Dönmez:Peki bu seçimlerde Beringen’de size oy verebilecek durumda olan vatandaşlara ne tür mesajınız olacak?
Koçak: Beringen’de önümüzdeki dönemde başta sosyal projeler olmak üzere belediyenin personel politikasının yeniden masaya yatırılması gerekiyor. İşsizliğin azaltılması ve belediyenin istihdam konusunda uyguladığı politikada toplumun farklı dilimlerine yönelik uyguladığı politikayı gözden geçirip adil bir sistem kurmalıyız. Artık bizim çocuklarımızda belediye bünyesinde nüfusları oranında yer almak zorunda.
Beringen’de ciddi sosyal projelere ihtiyaç var. Güvenlik konusu alarm veriyor. Hırsızlıklar arttı. Bunların nedenlerini uzmanlar, STK yöneticileri ile birlikle tartışarak birlikte çözüm yolları arayacağız. İnsanlar yaşadıkları semtte huzur içersinde olmalı. Beringen’de bu yönde ciddi sıkıntılar var. Bu hassas bir konu. İnsanları popülist bir yaklaşımla, kışkırtarak yaklaşmak çok tehlikeli ve istenmeyen sonuçlara da sebep olabilir. Bu konular çok ciddi ele alınıp kalıcı, uzun vadeli çözümler üretmeliyiz.
Her toplumun kendine göre inancı var. Belçika’da dini inançlar ve pratikler kanun çerçevesinde güvence altına alınmıştır. İslam dini Belçika’da resmi din olarak tanınmıştır. Ancak Beringen’de son Kurban bayramında yaşananlar Müslümanları çok üzdü. Beringen’de Kurban Kesimi konusunda ortaya konan yaklaşım affedilir gibi değil.
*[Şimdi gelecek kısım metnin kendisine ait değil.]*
//! Server state and configuration.

use std::collections::HashMap;
use std::path::PathBuf;
use std::sync::Arc;
use std::time::Duration;
use tokio::sync::RwLock;
use tracing::info;
use uuid::Uuid;

use crate::catalog::{MemegenClient, TemplateService};
use crate::compose::{Compositor, FontBook, WatermarkAsset};
use crate::error::MemeError;
use crate::profiles::{MemoryProfileStore, PostgrestStore, ProfileStore};
use crate::session::MemeSession;
use crate::source::RemoteResolver;

/// How long idle meme sessions are kept (1 hour).
pub const SESSION_EXPIRATION_SECS: u64 = 3600;

pub const DEFAULT_LISTEN_ADDR: &str = "0.0.0.0:8080";
pub const DEFAULT_TEMPLATE_SERVICE: &str = "http://localhost:5000";
pub const DEFAULT_WATERMARK_PATH: &str = "assets/watermark.png";

/// Hosted profile table credentials.
#[derive(Debug, Clone)]
pub struct ProfileStoreConfig {
    pub url: String,
    pub api_key: String,
}

/// Server configuration.
#[derive(Debug, Clone)]
pub struct ServerConfig {
    /// Address to listen on (e.g., "0.0.0.0:8080")
    pub listen_addr: String,
    /// Base URL of the memegen-compatible template service
    pub template_service_url: String,
    /// Watermark image; `None` disables stamping
    pub watermark_path: Option<PathBuf>,
    /// Directory of `{family}.ttf` overrides for the bundled fonts
    pub font_dir: Option<PathBuf>,
    /// Per-request timeout for template and remote image fetches
    pub fetch_timeout: Duration,
    /// In-memory profiles when unset
    pub profile_store: Option<ProfileStoreConfig>,
}

impl Default for ServerConfig {
    fn default() -> Self {
        Self {
            listen_addr: DEFAULT_LISTEN_ADDR.to_string(),
            template_service_url: DEFAULT_TEMPLATE_SERVICE.to_string(),
            watermark_path: Some(PathBuf::from(DEFAULT_WATERMARK_PATH)),
            font_dir: None,
            fetch_timeout: crate::source::remote::DEFAULT_ATTEMPT_TIMEOUT,
            profile_store: None,
        }
    }
}

impl ServerConfig {
    pub fn font_book(&self) -> FontBook {
        match &self.font_dir {
            Some(dir) => FontBook::with_dir(dir),
            None => FontBook::embedded(),
        }
    }

    pub fn watermark(&self) -> WatermarkAsset {
        match &self.watermark_path {
            Some(path) => WatermarkAsset::Path(path.clone()),
            None => WatermarkAsset::Disabled,
        }
    }
}

/// Application state shared across handlers.
pub struct AppState {
    pub config: ServerConfig,
    /// Meme editing sessions keyed by session ID
    pub sessions: RwLock<HashMap<Uuid, MemeSession>>,
    pub templates: Arc<dyn TemplateService>,
    pub compositor: Compositor,
    pub resolver: RemoteResolver,
    pub profiles: Arc<dyn ProfileStore>,
}

impl AppState {
    /// Wire up the real collaborators from configuration.
    pub fn new(config: ServerConfig) -> Result<Self, MemeError> {
        let templates: Arc<dyn TemplateService> =
            Arc::new(MemegenClient::new(&config.template_service_url, config.fetch_timeout)?);
        let http = reqwest::Client::builder()
            .user_agent(concat!("tankmeme/", env!("CARGO_PKG_VERSION")))
            .timeout(config.fetch_timeout)
            .build()?;
        let resolver = RemoteResolver::standard(http.clone(), config.fetch_timeout);
        let profiles: Arc<dyn ProfileStore> = match &config.profile_store {
            Some(store) => {
                info!(target: "server", "Using hosted profile store at {}", store.url);
                Arc::new(PostgrestStore::new(&store.url, &store.api_key, config.fetch_timeout)?)
            }
            None => {
                info!(target: "server", "No profile store configured, keeping profiles in memory");
                Arc::new(MemoryProfileStore::new())
            }
        };
        Ok(Self::with_services(config, templates, http, resolver, profiles))
    }

    /// Build state around explicit collaborators.
    pub fn with_services(
        config: ServerConfig,
        templates: Arc<dyn TemplateService>,
        http: reqwest::Client,
        resolver: RemoteResolver,
        profiles: Arc<dyn ProfileStore>,
    ) -> Self {
        let compositor = Compositor::new(templates.clone(), http, config.font_book(), config.watermark());
        Self {
            config,
            sessions: RwLock::new(HashMap::new()),
            templates,
            compositor,
            resolver,
            profiles,
        }
    }
}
Bu konuda yetkili olan encümen yine bir SP.a’lı Maurice Webers’di. Belediye Başkanı Marcel Mondelaers, encümen Maurice Webers ve Ahmet Koç Kurban Kesimi konusunda vatandaşlar neden mağdur edildi, hesabını vermek zorundadırlar.
Dönmez: Open-VLD olarak seçimlerde nasıl bir sonuç bekliyorsunuz?
Koçak:Yaşadıklarımı tüm detayları ile sizinle paylaştım. Ben bir siyasetçi olarak yaşadıklarımı dürüst bir şekilde ortaya koyuyorum. Bir siyasi partinin göçmen kökenli üyelerine garson muamelesi yapmasını içime sindiremiyorum. Siyasette dürüstlük istiyorum. Halkı bugün kandıranlar yarın hesap vermekte zorlanacaklardır. Beringen’de yaşananları halkımız yakından takip ediyor.
Bu seçimlerde yeni üyesi olduğum partinin değerli adayları ile birlikte bütün gücümle projelerimizi ortaya koyacağım. Open-VLD olarak Beringen’de en iyi sonucu almaya çalışacağız. Beringen’de Open-VLD’nin sesi bundan böyle daha güçlü çıkacak. Listemizde bir diğer arkadaşım Öcal Acer ile birlikte listede yer alıyoruz.
Benimle ilgili kararı bugüne kadar beni ayakta tutan seçmenlerim verecek. Onların vereceği karara karşı boynum kıldan incedir.